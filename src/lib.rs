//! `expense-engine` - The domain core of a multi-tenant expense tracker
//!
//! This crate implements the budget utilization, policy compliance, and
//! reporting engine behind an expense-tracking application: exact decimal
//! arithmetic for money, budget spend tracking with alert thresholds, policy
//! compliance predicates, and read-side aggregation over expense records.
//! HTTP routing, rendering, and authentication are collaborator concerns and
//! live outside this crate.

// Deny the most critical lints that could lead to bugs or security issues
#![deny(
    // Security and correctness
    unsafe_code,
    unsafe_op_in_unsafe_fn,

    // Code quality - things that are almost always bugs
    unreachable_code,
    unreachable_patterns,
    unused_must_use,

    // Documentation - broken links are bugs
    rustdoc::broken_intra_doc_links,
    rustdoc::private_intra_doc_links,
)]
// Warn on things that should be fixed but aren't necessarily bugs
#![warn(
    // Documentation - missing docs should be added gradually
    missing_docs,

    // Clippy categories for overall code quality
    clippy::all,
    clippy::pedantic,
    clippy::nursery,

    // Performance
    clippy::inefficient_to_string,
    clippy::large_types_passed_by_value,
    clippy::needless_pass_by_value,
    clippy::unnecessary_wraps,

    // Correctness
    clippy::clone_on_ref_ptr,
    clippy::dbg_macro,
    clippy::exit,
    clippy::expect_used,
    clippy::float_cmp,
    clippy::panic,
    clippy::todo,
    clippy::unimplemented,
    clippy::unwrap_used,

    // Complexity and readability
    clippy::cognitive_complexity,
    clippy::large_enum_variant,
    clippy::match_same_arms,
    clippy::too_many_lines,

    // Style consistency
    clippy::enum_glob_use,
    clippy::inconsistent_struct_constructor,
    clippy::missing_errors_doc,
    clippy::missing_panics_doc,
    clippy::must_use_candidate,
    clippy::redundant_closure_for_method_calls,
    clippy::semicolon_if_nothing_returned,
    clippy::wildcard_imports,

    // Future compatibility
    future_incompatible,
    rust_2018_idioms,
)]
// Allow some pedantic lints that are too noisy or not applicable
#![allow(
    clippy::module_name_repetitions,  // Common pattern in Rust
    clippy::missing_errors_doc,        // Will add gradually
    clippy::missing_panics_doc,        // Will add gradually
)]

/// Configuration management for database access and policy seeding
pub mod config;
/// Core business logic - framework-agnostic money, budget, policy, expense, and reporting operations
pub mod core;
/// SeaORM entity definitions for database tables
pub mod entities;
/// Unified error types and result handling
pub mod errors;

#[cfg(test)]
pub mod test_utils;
----------------------------------------
**Aim of the exercise**
Please return the records above in their exact form.

**Response to the exercise**
filename src/lib.rs
//! `expense-engine` - The domain core of a multi-tenant expense tracker
//!
//! This crate implements the budget utilization, policy compliance, and
//! reporting engine behind an expense-tracking application: exact decimal
//! arithmetic for money, budget spend tracking with alert thresholds, policy
//! compliance predicates, and read-side aggregation over expense records.
//! HTTP routing, rendering, and authentication are collaborator concerns and
//! live outside this crate.

// Deny the most critical lints that could lead to bugs or security issues
#![deny(
    // Security and correctness
    unsafe_code,
    unsafe_op_in_unsafe_fn,

    // Code quality - things that are almost always bugs
    unreachable_code,
    unreachable_patterns,
    unused_must_use,

    // Documentation - broken links are bugs
    rustdoc::broken_intra_doc_links,
    rustdoc::private_intra_doc_links,
)]
// Warn on things that should be fixed but aren't necessarily bugs
#![warn(
    // Documentation - missing docs should be added gradually
    missing_docs,

    // Clippy categories for overall code quality
    clippy::all,
    clippy::pedantic,
    clippy::nursery,

    // Performance
    clippy::inefficient_to_string,
    clippy::large_types_passed_by_value,
    clippy::needless_pass_by_value,
    clippy::unnecessary_wraps,

    // Correctness
    clippy::clone_on_ref_ptr,
    clippy::dbg_macro,
    clippy::exit,
    clippy::expect_used,
    clippy::float_cmp,
    clippy::panic,
    clippy::todo,
    clippy::unimplemented,
    clippy::unwrap_used,

    // Complexity and readability
    clippy::cognitive_complexity,
    clippy::large_enum_variant,
    clippy::match_same_arms,
    clippy::too_many_lines,

    // Style consistency
    clippy::enum_glob_use,
    clippy::inconsistent_struct_constructor,
    clippy::missing_errors_doc,
    clippy::missing_panics_doc,
    clippy::must_use_candidate,
    clippy::redundant_closure_for_method_calls,
    clippy::semicolon_if_nothing_returned,
    clippy::wildcard_imports,

    // Future compatibility
    future_incompatible,
    rust_2018_idioms,
)]
// Allow some pedantic lints that are too noisy or not applicable
#![allow(
    clippy::module_name_repetitions,  // Common pattern in Rust
    clippy::missing_errors_doc,        // Will add gradually
    clippy::missing_panics_doc,        // Will add gradually
)]

/// Configuration management for database access and policy seeding
pub mod config;
/// Core business logic - framework-agnostic money, budget, policy, expense, and reporting operations
pub mod core;
/// SeaORM entity definitions for database tables
pub mod entities;
/// Unified error types and result handling
pub mod errors;

#[cfg(test)]
pub mod test_utils;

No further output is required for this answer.